TASK STATEMENT: In the entries below, find the lines that contain the word "Money" and copy them.

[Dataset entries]
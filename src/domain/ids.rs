use serde::{Deserialize, Serialize};
use std::fmt;

macro_rules! id_type {
    ($(#[$meta:meta])* $name:ident) => {
        $(#[$meta])*
        #[derive(
            Debug, Clone, Copy, PartialEq, Eq, PartialOrd, Ord, Hash, Serialize, Deserialize,
        )]
        #[serde(transparent)]
        pub struct $name(pub u64);

        impl $name {
            pub fn to_be_bytes(self) -> [u8; 8] {
                self.0.to_be_bytes()
            }
        }

        impl fmt::Display for $name {
            fn fmt(&self, f: &mut fmt::Formatter<'_>) -> fmt::Result {
                write!(f, "{}", self.0)
            }
        }

        impl From<u64> for $name {
            fn from(value: u64) -> Self {
                Self(value)
            }
        }
    };
}

id_type!(
    /// Organization owning leases, charges and allocations.
    OrganizationId
);
id_type!(LeaseId);
id_type!(ChargeId);
id_type!(
    /// Identifier of the payment (transaction) row being allocated.
    PaymentId
);
id_type!(AllocationId);
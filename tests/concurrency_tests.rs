mod common;

use common::{Fixture, LEASE, charge};
use lease_ledger::application::executor::PaymentRequest;
use lease_ledger::application::planner::ManualAllocation;
use lease_ledger::domain::charge::ChargeType;
use lease_ledger::domain::ids::ChargeId;
use lease_ledger::domain::money::Money;
use lease_ledger::error::AllocationError;
use rust_decimal_macros::dec;
use std::time::Duration;

#[tokio::test(flavor = "multi_thread", worker_threads = 4)]
async fn test_concurrent_retries_write_one_allocation_set() {
    let fixture = Fixture::new(vec![
        charge(1, ChargeType::Rent, dec!(1000.00), 1),
        charge(2, ChargeType::LateFee, dec!(50.00), 6),
    ])
    .await;
    let payment = fixture.payment(1).await;

    let mut handles = Vec::new();
    for _ in 0..16 {
        let executor = fixture.executor.clone();
        handles.push(tokio::spawn(async move {
            executor
                .allocate_payment(PaymentRequest::waterfall(dec!(1030.00), LEASE, payment))
                .await
        }));
    }

    let mut fresh = 0;
    let mut first_allocations = None;
    for handle in handles {
        let outcome = handle.await.unwrap().unwrap();
        if !outcome.replayed {
            fresh += 1;
        }
        match &first_allocations {
            None => first_allocations = Some(outcome.allocations.clone()),
            Some(expected) => assert_eq!(expected, &outcome.allocations),
        }
    }

    assert_eq!(fresh, 1);
    assert_eq!(fixture.ledger.all_allocations().await.len(), 2);
    assert_eq!(fixture.open_total().await, Money::new(dec!(20)));
}

#[tokio::test(flavor = "multi_thread", worker_threads = 4)]
async fn test_concurrent_payments_never_overdraw() {
    let fixture = Fixture::new(vec![
        charge(1, ChargeType::Rent, dec!(1000.00), 1),
        charge(2, ChargeType::LateFee, dec!(50.00), 6),
    ])
    .await;

    let mut handles = Vec::new();
    for id in 1..=20 {
        let payment = fixture.payment(id).await;
        let executor = fixture.executor.clone();
        handles.push(tokio::spawn(async move {
            executor
                .allocate_payment(PaymentRequest::waterfall(dec!(100.00), LEASE, payment))
                .await
        }));
    }

    let mut succeeded = 0;
    for handle in handles {
        match handle.await.unwrap() {
            Ok(outcome) => {
                let total: Money = outcome.allocations.iter().map(|a| a.allocated_amount).sum();
                assert_eq!(total, Money::new(dec!(100)));
                succeeded += 1;
            }
            Err(AllocationError::InsufficientOpenCharges { .. }) => {}
            Err(other) => panic!("unexpected error {other:?}"),
        }
    }

    assert_eq!(succeeded, 10);
    assert_eq!(fixture.open_total().await, Money::new(dec!(50)));
    for charge in fixture.charges().await {
        assert!(!charge.amount_open.is_negative());
        assert!(charge.amount_open <= charge.amount);
    }
}

#[tokio::test(flavor = "multi_thread", worker_threads = 4)]
async fn test_concurrent_payments_sharing_external_id() {
    let fixture = Fixture::new(vec![charge(1, ChargeType::Rent, dec!(1000.00), 1)]).await;

    let mut handles = Vec::new();
    for id in 1..=8 {
        let payment = fixture.payment(id).await;
        let executor = fixture.executor.clone();
        handles.push(tokio::spawn(async move {
            executor
                .allocate_payment(
                    PaymentRequest::waterfall(dec!(250.00), LEASE, payment)
                        .with_external_id("lockbox-42"),
                )
                .await
        }));
    }

    for handle in handles {
        handle.await.unwrap().unwrap();
    }

    let rows = fixture.ledger.all_allocations().await;
    assert_eq!(rows.len(), 1);
    assert_eq!(rows[0].external_id.as_deref(), Some("lockbox-42"));
    assert_eq!(fixture.charge(1).await.amount_open, Money::new(dec!(750)));
}

#[tokio::test(flavor = "multi_thread", worker_threads = 4)]
async fn test_manual_and_waterfall_payments_on_one_lease_do_not_deadlock() {
    let fixture = Fixture::new(vec![
        charge(1, ChargeType::Rent, dec!(1000.00), 1),
        charge(2, ChargeType::LateFee, dec!(100.00), 6),
        charge(3, ChargeType::Utility, dec!(80.00), 10),
    ])
    .await;
    let initial = fixture.open_total().await;

    let mut handles = Vec::new();
    for id in 1..=24 {
        let payment = fixture.payment(id).await;
        let executor = fixture.executor.clone();
        let request = if id % 2 == 0 {
            // Charges listed highest id first
            PaymentRequest::manual(
                dec!(15.00),
                LEASE,
                payment,
                vec![
                    ManualAllocation::new(ChargeId(3), Money::new(dec!(5))),
                    ManualAllocation::new(ChargeId(2), Money::new(dec!(5))),
                    ManualAllocation::new(ChargeId(1), Money::new(dec!(5))),
                ],
            )
        } else {
            PaymentRequest::waterfall(dec!(40.00), LEASE, payment)
        };
        handles.push(tokio::spawn(async move { executor.allocate_payment(request).await }));
    }

    let allocated = tokio::time::timeout(Duration::from_secs(10), async {
        let mut allocated = Money::ZERO;
        for handle in handles {
            match handle.await.unwrap() {
                Ok(outcome) => {
                    allocated += outcome
                        .allocations
                        .iter()
                        .map(|a| a.allocated_amount)
                        .sum::<Money>();
                }
                Err(AllocationError::InsufficientOpenCharges { .. })
                | Err(AllocationError::ManualExceedsBalance { .. }) => {}
                Err(other) => panic!("unexpected error {other:?}"),
            }
        }
        allocated
    })
    .await
    .expect("allocations did not finish");

    assert_eq!(allocated, Money::new(dec!(660)));
    assert_eq!(fixture.open_total().await, initial - allocated);
    for charge in fixture.charges().await {
        assert!(!charge.amount_open.is_negative());
    }
}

ANSWER AREA:
use lease_ledger::domain::money::Money;
    assert_eq!(fixture.open_total().await, Money::new(dec!(20)));
                let total: Money = outcome.allocations.iter().map(|a| a.allocated_amount).sum();
                assert_eq!(total, Money::new(dec!(100)));
    assert_eq!(fixture.open_total().await, Money::new(dec!(50)));
    assert_eq!(fixture.charge(1).await.amount_open, Money::new(dec!(750)));
                    ManualAllocation::new(ChargeId(3), Money::new(dec!(5))),
                    ManualAllocation::new(ChargeId(2), Money::new(dec!(5))),
                    ManualAllocation::new(ChargeId(1), Money::new(dec!(5))),
        let mut allocated = Money::ZERO;
                        .sum::<Money>();
    assert_eq!(allocated, Money::new(dec!(660)));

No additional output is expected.